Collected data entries
'''

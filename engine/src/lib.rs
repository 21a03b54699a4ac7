//! Quill Engine Library
//!
//! This library provides the core functionality of the Quill pipeline.
//! It is used by both the main binary and integration tests.

/// Configuration management module
pub mod config;

/// Credential resolution and log scrubbing
pub mod secrets;

/// Shared error type for external HTTP services
pub mod upstream;

/// Bounded retry and backoff for upstream calls
pub mod retry;

/// Multi-source research aggregation
pub mod research;

/// Text and image generation providers
pub mod llm;

/// Prompt builders and reply parsers for each editorial stage
pub mod agents;

/// Durable editorial memory
pub mod memory;

/// Register/upload/create publishing protocol
pub mod publish;

/// Engagement classification and the feedback pass
pub mod analytics;

/// Run orchestration
pub mod pipeline;

/// Telemetry and Observability
pub mod telemetry;

/// CLI interface module
pub mod cli;

/// Command handlers module
pub mod handlers;
/// Text and image generation settings
#[derive(Debug, Clone, Serialize, Deserialize)]
pub struct GenerationConfig {
    /// Base URL for Gemini API
    #[serde(default = "default_gemini_base_url")]
    pub gemini_base_url: String,

    /// Model name
    #[serde(default = "default_gemini_model")]
    pub model: String,

    /// Base URL for the image generator
    #[serde(default = "default_image_base_url")]
    pub image_base_url: String,

    /// Generate an image for each post
    #[serde(default = "default_true")]
    pub image_enabled: bool,

    #[serde(default = "default_image_width")]
    pub width: u32,

    #[serde(default = "default_image_height")]
    pub height: u32,

    /// Per-request timeout; image generation is slow
    #[serde(default = "default_generation_timeout_secs")]
    pub timeout_secs: u64,
}

/// Publish target settings
#[derive(Debug, Clone, Serialize, Deserialize)]
pub struct PublishConfig {
    #[serde(default = "default_linkedin_base_url")]
    pub base_url: String,

    /// Value of the `LinkedIn-Version` header (YYYYMM)
    #[serde(default = "default_linkedin_api_version")]
    pub api_version: String,

    #[serde(default = "default_timeout_secs")]
    pub timeout_secs: u64,
}

/// Pipeline behavior
#[derive(Debug, Clone, Serialize, Deserialize)]
pub struct PipelineConfig {
    /// Always use this persona instead of weighted selection
    #[serde(default, skip_serializing_if = "Option::is_none")]
    pub persona: Option<Vibe>,

    /// Fallback topics used when no topic hint is given
    #[serde(default = "default_topics")]
    pub topics: Vec<String>,

    /// Generate a comment pack for the top finding
    #[serde(default = "default_true")]
    pub comment_pack: bool,

    /// Critique-driven redrafts per run (0 or 1)
    #[serde(default = "default_max_revisions")]
    pub max_revisions: u8,
}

'''

What is expected:
The required output is the entries from their opening line through the line holding "pub mod config;", repeated exactly, with both end lines kept.

Solution for this task:
filename engine/src/lib.rs
repository 21a03b54699a4ac7
//! Quill Engine Library
//!
//! This library provides the core functionality of the Quill pipeline.
//! It is used by both the main binary and integration tests.

/// Configuration management module
pub mod config;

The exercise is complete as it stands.